“If we put our neighbor first, we are putting man above God, and that is what we have been doing ever since we began to worship humanity and make man the measure of all things. Whenever man is made the center of things, he becomes the storm center of trouble – and that is precisely the catch about serving the community.” –Dorothy Sayers
In orienting our perspective on work and stewardship, one of the best starting points is Lester DeKoster’s view about work being service to neighbor and thus to God. And yet, even here, we ought to be attentive about the order of things, keeping in mind Samuel’s reminder that “to obey is better than sacrifice.”
It may seem overly picky, but it may be more accurate to say that our work is service to God, and thus to neighbor. For without obedience to God, service to neighbor will be severely limited at best, and wholly destructive at worst.
I was reminded of this when reading Dorothy Sayers’ popular essay, “Why Work?”, which she concludes by offering a strong warning against various calls to “serve the community” — a challenge she describes as “the most revolutionary of them all.”
“The only way to serve the community is to forget the community and serve the work,” she writes, meaning that only when we work for the glory of God can we hope for the flourishing of our neighbors (and selves). “The danger of ‘serving the community’ is that one is part of the community, and that in serving it one may only be serving a kind of communal egotism,” she continues.
As a foundation, Sayers reminds us that Jesus doesn’t mention our neighbors until the second greatest commandment:
The popular catchphrase of today is that it is everybody’s duty to serve the community, but there is a catch in it. It is the old catch about the two great commandments. “Love God – and your neighbor: on those two commandments hang all the Law and the Prophets.”
The catch in it, which nowadays the world has largely forgotten, is that the second commandment depends upon the first, and that without the first, it is a delusion and a snare. Much of our present trouble and disillusionment have come from putting the second commandment before the first.
She follows this with three reasons for “serving the work” (i.e. serving God), which I’ve preceded with my own headers:
1. Serving God Will Result in Good Service
The first is that you cannot do good work if you take your mind off the work to see how the community is taking it – any more than you can make a good drive from the tee if you take your eye off the ball. “Blessed are the single hearted: (for that is the real meaning of the word we translate “the pure in heart”). If your heart is not wholly in the work, the work will not be good – and work that is not good serves neither God nor the community; it only serves mammon…
The only true way of serving the community is to be truly in sympathy with the community, to be oneself part of the community and then to serve the work without giving the community another thought. Then the work will endure, because it will be true to itself. It is the work that serves the community; the business of the worker is to serve the work.
2. Serving God Is a Labor of Pure Love
The second reason is that the moment you think of serving other people, you begin to have a notion that other people owe you something for your pains; you begin to think that you have a claim on the community. You will begin to bargain for reward, to angle for applause, and to harbor a grievance if you are not appreciated. But if your mind is set upon serving the work, then you know you have nothing to look for; the only reward the work can give you is the satisfaction of beholding its perfection. The work takes all and gives nothing but itself; and to serve the work is a labor of pure love.

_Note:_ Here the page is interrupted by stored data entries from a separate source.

fn main() {
    if let Err(e) = phytoscan::run() {
        eprintln!("phytoscan: {e}");
        std::process::exit(1);
    }
}
/// Record a diagnosis produced by the inference pipeline. It starts
/// unverified.
pub fn submit(
    conn: &mut Connection,
    input: &NewDiagnosis,
    now: DateTime<Utc>,
) -> Result<Diagnosis, ServiceError> {
    validate_submission(input)?;

    let tx = conn.transaction_with_behavior(TransactionBehavior::Immediate)?;
    catalog::get_disease(&tx, input.disease_id)?;
    let id = repository::insert_diagnosis(&tx, input, &now)?;
    let diagnosis = load(&tx, id)?;
    audit::record_create(&tx, None, audit::DIAGNOSES, id, &diagnosis, &now)?;
    tx.commit()?;

    tracing::info!(
        diagnosis_id = id,
        disease_id = input.disease_id,
        model = %input.model_type,
        "Diagnosis submitted"
    );
    Ok(diagnosis)
}

fn load(conn: &Connection, id: i64) -> Result<Diagnosis, ServiceError> {
    repository::get_diagnosis(conn, id)?.ok_or_else(|| ServiceError::not_found("Diagnosis", id))
}

pub fn get(conn: &Connection, id: i64) -> Result<Diagnosis, ServiceError> {
    tracing::debug!(diagnosis_id = id, "Loading diagnosis");
    load(conn, id)
}

/// Newest-first page of diagnoses, `DIAGNOSIS_PAGE_SIZE` per page.
pub fn list(conn: &Connection, page: u32) -> Result<Page<DiagnosisView>, ServiceError> {
    let request = PageRequest::new(page, DIAGNOSIS_PAGE_SIZE);
    let total = repository::count_diagnoses(conn)?;
    let items = repository::list_diagnosis_views(conn, &request)?;
    Ok(Page::new(items, total, request))
}

// ═══════════════════════════════════════════════════════════
// Relabel and verify
// ═══════════════════════════════════════════════════════════

/// Label bookkeeping after moving `diagnosis` to `disease_id`:
/// (original prediction to keep, manually-changed marker).
fn relabel_marker(diagnosis: &Diagnosis, disease_id: i64) -> (Option<i64>, bool) {
    if diagnosis.manually_changed {
        (diagnosis.ml_disease_id, true)
    } else if disease_id != diagnosis.disease_id {
        (Some(diagnosis.disease_id), true)
    } else {
        (None, false)
    }
}
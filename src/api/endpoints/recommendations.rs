//! Recommendation endpoints.
//!
//! - `POST /api/recommendations`: verifies the diagnosis and dispatches a task
//! - `GET /api/recommendations?page=`
//! - `GET /api/recommendations/:id`

use axum::extract::{Path, Query, State};
use axum::http::StatusCode;
use axum::{Extension, Json};

use crate::api::error::ApiError;
use crate::api::types::{ApiContext, PageQuery};
use crate::authorization::Actor;
use crate::models::{Page, Recommendation};
use crate::recommendation::{self, CreateRecommendation, RecommendationWithTask};

pub async fn create(
    State(ctx): State<ApiContext>,
    Extension(actor): Extension<Actor>,
    Json(input): Json<CreateRecommendation>,
) -> Result<(StatusCode, Json<RecommendationWithTask>), ApiError> {
    let created = ctx
        .run(move |conn, _| recommendation::create(conn, &actor, &input, chrono::Utc::now()))
        .await?;
    Ok((StatusCode::CREATED, Json(created)))
}

pub async fn list(
    State(ctx): State<ApiContext>,
    Query(query): Query<PageQuery>,
) -> Result<Json<Page<Recommendation>>, ApiError> {
    let page = query.request();
    let listing = ctx.run(move |conn, _| recommendation::list(conn, page)).await?;
    Ok(Json(listing))
}

pub async fn detail(
    State(ctx): State<ApiContext>,
    Path(id): Path<i64>,
) -> Result<Json<Recommendation>, ApiError> {
    let found = ctx.run(move |conn, _| recommendation::get(conn, id)).await?;
    Ok(Json(found))
}
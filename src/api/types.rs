//! Shared types for the API layer.

use std::sync::Arc;

use rusqlite::Connection;
use serde::Deserialize;

use crate::api::error::ApiError;
use crate::core_state::CoreState;
use crate::error::ServiceError;
use crate::models::PageRequest;
use crate::config::DEFAULT_PAGE_SIZE;

// ═══════════════════════════════════════════════════════════
// API context: shared state for the router
// ═══════════════════════════════════════════════════════════

/// Shared context for all API routes and middleware.
#[derive(Clone)]
pub struct ApiContext {
    pub core: Arc<CoreState>,
}

impl ApiContext {
    pub fn new(core: Arc<CoreState>) -> Self {
        Self { core }
    }

    /// Run one unit of database work on the blocking pool with its own
    /// connection. SQLite calls (and inference) never run on an async
    /// worker thread.
    pub async fn run<T, F>(&self, work: F) -> Result<T, ApiError>
    where
        T: Send + 'static,
        F: FnOnce(&mut Connection, &CoreState) -> Result<T, ServiceError> + Send + 'static,
    {
        let core = Arc::clone(&self.core);
        tokio::task::spawn_blocking(move || {
            let mut conn = core.open_db()?;
            work(&mut conn, &core).map_err(ApiError::from)
        })
        .await
        .map_err(|e| ApiError::Internal(format!("blocking task failed: {e}")))?
    }
}

// ═══════════════════════════════════════════════════════════
// Query helpers
// ═══════════════════════════════════════════════════════════

/// `?page=` for listings. Page size is fixed per listing.
#[derive(Debug, Default, Deserialize)]
pub struct PageQuery {
    pub page: Option<u32>,
}

impl PageQuery {
    pub fn page_number(&self) -> u32 {
        self.page.unwrap_or(1)
    }

    pub fn request(&self) -> PageRequest {
        PageRequest::new(self.page_number(), DEFAULT_PAGE_SIZE)
    }
}
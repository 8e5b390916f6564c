use std::path::Path;
use std::time::Duration;

use rusqlite::Connection;
use tracing;

use super::DatabaseError;

/// How long a writer waits for a competing transaction before giving up.
const BUSY_TIMEOUT: Duration = Duration::from_secs(5);

/// Open a SQLite connection to the given path and run migrations
pub fn open_database(path: &Path) -> Result<Connection, DatabaseError> {
    if let Some(parent) = path.parent() {
        if !parent.as_os_str().is_empty() {
            std::fs::create_dir_all(parent).map_err(|e| DatabaseError::MigrationFailed {
                version: 0,
                reason: format!("cannot create {}: {e}", parent.display()),
            })?;
        }
    }
    let conn = Connection::open(path)?;
    configure_pragmas(&conn)?;
    run_migrations(&conn)?;
    Ok(conn)
}

/// Open an already-migrated database without re-running migrations.
/// Used for per-request connections.
pub fn connect(path: &Path) -> Result<Connection, DatabaseError> {
    let conn = Connection::open(path)?;
    configure_pragmas(&conn)?;
    Ok(conn)
}

/// Open an in-memory database (for testing)
pub fn open_memory_database() -> Result<Connection, DatabaseError> {
    let conn = Connection::open_in_memory()?;
    configure_pragmas(&conn)?;
    run_migrations(&conn)?;
    Ok(conn)
}

fn configure_pragmas(conn: &Connection) -> Result<(), DatabaseError> {
    conn.busy_timeout(BUSY_TIMEOUT)?;
    // WAL lets aggregation readers see a stable snapshot without
    // blocking writers.
    let _mode: String =
        conn.pragma_update_and_check(None, "journal_mode", "WAL", |row| row.get(0))?;
    conn.pragma_update(None, "foreign_keys", "ON")?;
    Ok(())
}

/// Run all pending migrations
pub fn run_migrations(conn: &Connection) -> Result<(), DatabaseError> {
    let current_version = get_current_version(conn);

    let migrations: Vec<(i64, &str)> = vec![
        (1, include_str!("../../resources/migrations/001_initial.sql")),
        (2, include_str!("../../resources/migrations/002_audit_reports.sql")),
    ];

    for (version, sql) in migrations {
        if version > current_version {
            tracing::info!("Running migration v{version}");
            conn.execute_batch(sql).map_err(|e| DatabaseError::MigrationFailed {
                version,
                reason: e.to_string(),
            })?;
        }
    }

    Ok(())
}

/// Get the current schema version (0 if no schema exists yet)
fn get_current_version(conn: &Connection) -> i64 {
    conn.query_row(
        "SELECT MAX(version) FROM schema_version",
        [],
        |row| row.get::<_, i64>(0),
    )
    .unwrap_or(0)
}

/// Count tables in the database (for verification)
pub fn count_tables(conn: &Connection) -> Result<i64, DatabaseError> {
    let count = conn.query_row(
        "SELECT COUNT(*) FROM sqlite_master WHERE type='table' AND name NOT LIKE 'sqlite_%'",
        [],
        |row| row.get::<_, i64>(0),
    )?;
    Ok(count)
}

#[cfg(test)]
mod tests {
    use super::*;

    #[test]
    fn database_initializes_all_tables() {
        let conn = open_memory_database().unwrap();
        // schema_version + diseases + treatments + users + diagnoses
        // + recommendations + tasks + audit_log + reports
        let count = count_tables(&conn).unwrap();
        assert_eq!(count, 9);
    }

    #[test]
    fn schema_version_is_current() {
        let conn = open_memory_database().unwrap();
        let version: i64 = conn
            .query_row("SELECT MAX(version) FROM schema_version", [], |row| row.get(0))
            .unwrap();
        assert_eq!(version, 2);
    }

    #[test]
    fn migration_idempotent() {
        let conn = open_memory_database().unwrap();
        // Run migrations again; should not error
        let result = run_migrations(&conn);
        assert!(result.is_ok());
    }

    #[test]
    fn foreign_keys_enabled() {
        let conn = open_memory_database().unwrap();
        let fk: i64 = conn
            .query_row("PRAGMA foreign_keys", [], |row| row.get(0))
            .unwrap();
        assert_eq!(fk, 1);
    }

    #[test]
    fn file_database_uses_wal() {
        let dir = tempfile::tempdir().unwrap();
        let conn = open_database(&dir.path().join("nested").join("p.db")).unwrap();
        let mode: String = conn
            .query_row("PRAGMA journal_mode", [], |row| row.get(0))
            .unwrap();
        assert_eq!(mode.to_lowercase(), "wal");
    }
}
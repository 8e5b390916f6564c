//! Shared application state.
//!
//! `CoreState` is built once at startup and shared (via `Arc`) by every
//! request. It holds no connection: each unit of work opens its own
//! SQLite connection, so concurrent requests never serialize on a lock
//! inside the process.

use std::path::{Path, PathBuf};
use std::sync::Arc;

use chrono::{DateTime, FixedOffset, Utc};
use thiserror::Error;
use uuid::Uuid;

use crate::catalog::{self, CatalogSeed, SeedSummary};
use crate::config::{InvalidUtcOffset, Settings};
use crate::db;
use crate::error::ServiceError;
use crate::inference::{HttpInferenceClient, InferenceEngine, UnconfiguredInference};

// ═══════════════════════════════════════════════════════════
// CoreState
// ═══════════════════════════════════════════════════════════

pub struct CoreState {
    settings: Settings,
    /// Identifies this server process in health output and logs.
    instance_id: Uuid,
    started_at: DateTime<Utc>,
    day_offset: FixedOffset,
    inference: Arc<dyn InferenceEngine>,
}

impl CoreState {
    /// Build state from settings, wiring the HTTP inference client when
    /// an endpoint is configured. Fails on settings that cannot be served.
    pub fn new(settings: Settings) -> Result<Self, CoreError> {
        let inference: Arc<dyn InferenceEngine> = match settings.inference_url.as_deref() {
            Some(url) if !url.trim().is_empty() => {
                Arc::new(HttpInferenceClient::new(url.trim(), settings.inference_timeout_secs))
            }
            _ => Arc::new(UnconfiguredInference),
        };
        Self::with_inference(settings, inference)
    }

    pub fn with_inference(
        settings: Settings,
        inference: Arc<dyn InferenceEngine>,
    ) -> Result<Self, CoreError> {
        let day_offset = settings.day_offset()?;
        Ok(Self {
            settings,
            instance_id: Uuid::new_v4(),
            started_at: Utc::now(),
            day_offset,
            inference,
        })
    }

    /// Create the database file if needed and bring the schema up to date.
    pub fn initialize(&self) -> Result<(), CoreError> {
        db::open_database(&self.settings.database)?;
        tracing::info!(path = %self.settings.database.display(), "Database ready");
        Ok(())
    }

    /// Open a connection for one unit of work.
    pub fn open_db(&self) -> Result<rusqlite::Connection, CoreError> {
        db::connect(&self.settings.database).map_err(CoreError::Database)
    }

    /// Apply the configured catalog seed file, if any, then make sure every
    /// configured inference label resolves to a disease.
    pub fn seed_catalog(&self) -> Result<Option<SeedSummary>, CoreError> {
        let mut conn = self.open_db()?;

        let summary = match self.settings.catalog_seed.as_ref() {
            Some(path) => Some(catalog::apply_seed(&mut conn, &read_seed(path)?)?),
            None => None,
        };

        if !self.settings.inference_labels.is_empty() {
            let labels: Vec<&str> =
                self.settings.inference_labels.iter().map(String::as_str).collect();
            catalog::ensure_diseases(&mut conn, &labels)?;
        }

        Ok(summary)
    }

    pub fn settings(&self) -> &Settings {
        &self.settings
    }

    pub fn db_path(&self) -> &Path {
        &self.settings.database
    }

    pub fn reports_dir(&self) -> &Path {
        &self.settings.reports_dir
    }

    pub fn day_offset(&self) -> FixedOffset {
        self.day_offset
    }

    pub fn inference(&self) -> Arc<dyn InferenceEngine> {
        Arc::clone(&self.inference)
    }

    pub fn instance_id(&self) -> Uuid {
        self.instance_id
    }

    pub fn started_at(&self) -> DateTime<Utc> {
        self.started_at
    }
}

fn read_seed(path: &Path) -> Result<CatalogSeed, CoreError> {
    let raw = std::fs::read_to_string(path).map_err(|source| CoreError::SeedRead {
        path: path.to_path_buf(),
        source,
    })?;
    serde_json::from_str(&raw).map_err(|source| CoreError::SeedParse {
        path: path.to_path_buf(),
        source,
    })
}

// ═══════════════════════════════════════════════════════════
// Errors
// ═══════════════════════════════════════════════════════════

#[derive(Error, Debug)]
pub enum CoreError {
    #[error("Invalid configuration: {0}")]
    Config(#[from] InvalidUtcOffset),
    #[error("Database error: {0}")]
    Database(#[from] db::DatabaseError),
    #[error("{0}")]
    Service(#[from] ServiceError),
    #[error("Cannot read catalog seed {path}: {source}")]
    SeedRead {
        path: PathBuf,
        source: std::io::Error,
    },
    #[error("Invalid catalog seed {path}: {source}")]
    SeedParse {
        path: PathBuf,
        source: serde_json::Error,
    },
    #[error("Runtime error: {0}")]
    Runtime(#[from] std::io::Error),
    #[error("Server error: {0}")]
    Server(String),
}

#[cfg(test)]
mod tests {
    use super::*;
    use crate::models::enums::Role;

    fn settings_in(dir: &tempfile::TempDir) -> Settings {
        Settings {
            database: dir.path().join("data").join("phytoscan.db"),
            reports_dir: dir.path().join("reports"),
            ..Settings::default()
        }
    }

    #[test]
    fn initialize_creates_database() {
        let dir = tempfile::tempdir().unwrap();
        let state = CoreState::new(settings_in(&dir)).unwrap();
        state.initialize().unwrap();
        assert!(state.db_path().exists());
        let conn = state.open_db().unwrap();
        assert_eq!(db::count_tables(&conn).unwrap(), 9);
    }

    #[test]
    fn missing_inference_url_uses_unconfigured_engine() {
        let dir = tempfile::tempdir().unwrap();
        let state = CoreState::new(settings_in(&dir)).unwrap();
        assert!(state.inference().predict("leaf.jpg", "vit").is_err());
    }

    #[test]
    fn seed_file_applied_once() {
        let dir = tempfile::tempdir().unwrap();
        let seed_path = dir.path().join("seed.json");
        std::fs::write(
            &seed_path,
            r#"{
                "diseases": [{"name": "Rust"}],
                "users": [{"username": "op", "full_name": "Op", "role": "operator"}]
            }"#,
        )
        .unwrap();
        let mut settings = settings_in(&dir);
        settings.catalog_seed = Some(seed_path);
        let state = CoreState::new(settings).unwrap();
        state.initialize().unwrap();

        let first = state.seed_catalog().unwrap().unwrap();
        assert_eq!(first.diseases_added, 1);
        let second = state.seed_catalog().unwrap().unwrap();
        assert_eq!(second.users_added, 0);

        let conn = state.open_db().unwrap();
        let ops = db::repository::list_users_by_role(&conn, Role::Operator).unwrap();
        assert_eq!(ops.len(), 1);
    }

    #[test]
    fn inference_labels_become_diseases() {
        let dir = tempfile::tempdir().unwrap();
        let mut settings = settings_in(&dir);
        settings.inference_labels = vec!["Leaf spot".into(), "Healthy".into()];
        let state = CoreState::new(settings).unwrap();
        state.initialize().unwrap();

        assert!(state.seed_catalog().unwrap().is_none());
        let conn = state.open_db().unwrap();
        assert!(catalog::find_disease_by_name(&conn, "Leaf spot").unwrap().is_some());
        assert_eq!(catalog::list_diseases(&conn).unwrap().len(), 2);
    }

    #[test]
    fn out_of_range_offset_refuses_to_build_state() {
        let dir = tempfile::tempdir().unwrap();
        let mut settings = settings_in(&dir);
        settings.utc_offset_hours = 1_000_000;
        assert!(matches!(
            CoreState::new(settings),
            Err(CoreError::Config(InvalidUtcOffset(1_000_000)))
        ));
    }

    #[test]
    fn day_offset_comes_from_settings() {
        let dir = tempfile::tempdir().unwrap();
        let mut settings = settings_in(&dir);
        settings.utc_offset_hours = -5;
        let state = CoreState::new(settings).unwrap();
        assert_eq!(state.day_offset().local_minus_utc(), -5 * 3600);
    }

    #[test]
    fn unreadable_seed_is_reported() {
        let dir = tempfile::tempdir().unwrap();
        let mut settings = settings_in(&dir);
        settings.catalog_seed = Some(dir.path().join("missing.json"));
        let state = CoreState::new(settings).unwrap();
        state.initialize().unwrap();
        assert!(matches!(state.seed_catalog(), Err(CoreError::SeedRead { .. })));
    }
}
use std::str::FromStr;

use chrono::{DateTime, Utc};
use rusqlite::{params, Connection, OptionalExtension};

use crate::db::{format_ts, parse_ts, DatabaseError};
use crate::models::enums::RecommendationStatus;
use crate::models::*;

type RecommendationRow = (i64, i64, i64, String, String, String, String);

fn read_recommendation_row(row: &rusqlite::Row<'_>) -> rusqlite::Result<RecommendationRow> {
    Ok((
        row.get(0)?,
        row.get(1)?,
        row.get(2)?,
        row.get(3)?,
        row.get(4)?,
        row.get(5)?,
        row.get(6)?,
    ))
}

fn recommendation_from_row(row: RecommendationRow) -> Result<Recommendation, DatabaseError> {
    let (id, diagnosis_id, agronomist_id, text, status, created_at, updated_at) = row;
    Ok(Recommendation {
        id,
        diagnosis_id,
        agronomist_id,
        treatment_plan_text: text,
        status: RecommendationStatus::from_str(&status)?,
        created_at: parse_ts(&created_at)?,
        updated_at: parse_ts(&updated_at)?,
    })
}

/// Insert a recommendation. A second recommendation for the same
/// diagnosis violates the unique index and surfaces as
/// `DatabaseError::ConstraintViolation`.
pub fn insert_recommendation(
    conn: &Connection,
    diagnosis_id: i64,
    agronomist_id: i64,
    treatment_plan_text: &str,
    status: RecommendationStatus,
    now: &DateTime<Utc>,
) -> Result<i64, DatabaseError> {
    let ts = format_ts(now);
    conn.execute(
        "INSERT INTO recommendations (diagnosis_id, agronomist_id, treatment_plan_text, status,
         created_at, updated_at) VALUES (?1, ?2, ?3, ?4, ?5, ?5)",
        params![diagnosis_id, agronomist_id, treatment_plan_text, status.as_str(), ts],
    )?;
    Ok(conn.last_insert_rowid())
}

pub fn get_recommendation(
    conn: &Connection,
    id: i64,
) -> Result<Option<Recommendation>, DatabaseError> {
    let row = conn
        .query_row(
            "SELECT id, diagnosis_id, agronomist_id, treatment_plan_text, status,
                    created_at, updated_at
             FROM recommendations WHERE id = ?1",
            params![id],
            read_recommendation_row,
        )
        .optional()?;
    row.map(recommendation_from_row).transpose()
}

pub fn get_recommendation_for_diagnosis(
    conn: &Connection,
    diagnosis_id: i64,
) -> Result<Option<Recommendation>, DatabaseError> {
    let row = conn
        .query_row(
            "SELECT id, diagnosis_id, agronomist_id, treatment_plan_text, status,
                    created_at, updated_at
             FROM recommendations WHERE diagnosis_id = ?1",
            params![diagnosis_id],
            read_recommendation_row,
        )
        .optional()?;
    row.map(recommendation_from_row).transpose()
}

pub fn update_recommendation_status(
    conn: &Connection,
    id: i64,
    status: RecommendationStatus,
    now: &DateTime<Utc>,
) -> Result<(), DatabaseError> {
    let changed = conn.execute(
        "UPDATE recommendations SET status = ?2, updated_at = ?3 WHERE id = ?1",
        params![id, status.as_str(), format_ts(now)],
    )?;
    if changed == 0 {
        return Err(DatabaseError::not_found("Recommendation", id));
    }
    Ok(())
}

pub fn count_recommendations(conn: &Connection) -> Result<u64, DatabaseError> {
    let count: i64 =
        conn.query_row("SELECT COUNT(*) FROM recommendations", [], |row| row.get(0))?;
    Ok(count as u64)
}

pub fn list_recommendations(
    conn: &Connection,
    page: &PageRequest,
) -> Result<Vec<Recommendation>, DatabaseError> {
    let mut stmt = conn.prepare(
        "SELECT id, diagnosis_id, agronomist_id, treatment_plan_text, status, created_at, updated_at
         FROM recommendations ORDER BY created_at DESC, id DESC LIMIT ?1 OFFSET ?2",
    )?;
    let rows = stmt
        .query_map(params![page.limit(), page.offset()], read_recommendation_row)?
        .collect::<Result<Vec<_>, _>>()?;
    rows.into_iter().map(recommendation_from_row).collect()
}
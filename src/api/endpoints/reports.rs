//! Report endpoints.
//!
//! - `POST /api/reports`: snapshot a period and persist it
//! - `GET /api/reports?page=`: own reports; administrators see all
//! - `GET /api/reports/:id`

use axum::extract::{Path, Query, State};
use axum::http::StatusCode;
use axum::{Extension, Json};

use crate::api::error::ApiError;
use crate::api::types::{ApiContext, PageQuery};
use crate::authorization::Actor;
use crate::models::{Page, Report};
use crate::reports::{self, ReportRequest};

pub async fn create(
    State(ctx): State<ApiContext>,
    Extension(actor): Extension<Actor>,
    Json(request): Json<ReportRequest>,
) -> Result<(StatusCode, Json<Report>), ApiError> {
    let report = ctx
        .run(move |conn, core| {
            reports::generate_report(
                conn,
                &actor,
                core.reports_dir(),
                &request,
                core.day_offset(),
                chrono::Utc::now(),
            )
        })
        .await?;
    Ok((StatusCode::CREATED, Json(report)))
}

pub async fn list(
    State(ctx): State<ApiContext>,
    Extension(actor): Extension<Actor>,
    Query(query): Query<PageQuery>,
) -> Result<Json<Page<Report>>, ApiError> {
    let page = query.request();
    let listing = ctx.run(move |conn, _| reports::list_reports(conn, &actor, page)).await?;
    Ok(Json(listing))
}

pub async fn detail(
    State(ctx): State<ApiContext>,
    Extension(actor): Extension<Actor>,
    Path(id): Path<i64>,
) -> Result<Json<Report>, ApiError> {
    let report = ctx.run(move |conn, _| reports::get_report(conn, &actor, id)).await?;
    Ok(Json(report))
}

3. Serving God Orients Our Work Beyond Temporal Demands
And thirdly, if you set out to serve the community, you will probably end by merely fulfilling a public demand – and you may not even do that. A public demand is a changeable thing. Nine-tenths of the bad plays put on in theaters owe their badness to the fact that the playwright has aimed at pleasing the audience, in stead of at producing a good and satisfactory play. Instead of doing the work as its own integrity demands that it should be done, he has falsified the play by putting in this or that which he thinks will appeal to the groundlings (who by that time have probably come to want something else), and the play fails by its insincerity. The work has been falsified to please the public, and in the end even the public is not pleased. As it is with works of art, so it is with all work.
One might easily twist and over-spiritualize such matters, of course, using these reasons as justification for other types of selfish or silly behavior. “God told me to do X,” even when it serves no one, meets no need, and satisfies numerous unhealthy desires. There are competing risks in such balancing attempts, which is why we also ought to be wary of what Oswald Chambers calls “self-chosen service for God.”
As we pursue vocational clarity, the needs and demands of the community are a valid input we should seriously consider, just as the fruit of our work is a primary indicator of a Gospel-driven life. Indeed, Sayers’ fundamental point is that work that serves God first will, in turn, meet deeper needs, bear better fruit, and come from a purer heart than would otherwise manifest through our own humanistic perspectives. “If work is to find its right place in the world, it is the duty of the Church to see to it that the work serves God, and that the worker serves the work,” she concludes.
Although some might worry about this leading to some sort of anxious legalism, the result will be quite the opposite. When we are wary of the spiritual dangers of doing good, we can more boldly and freely obey God’s call over our lives. When we seek Him first, leaning not our own understanding or our own altruistic designs, he will make our paths straight, and the community will prosper in turn.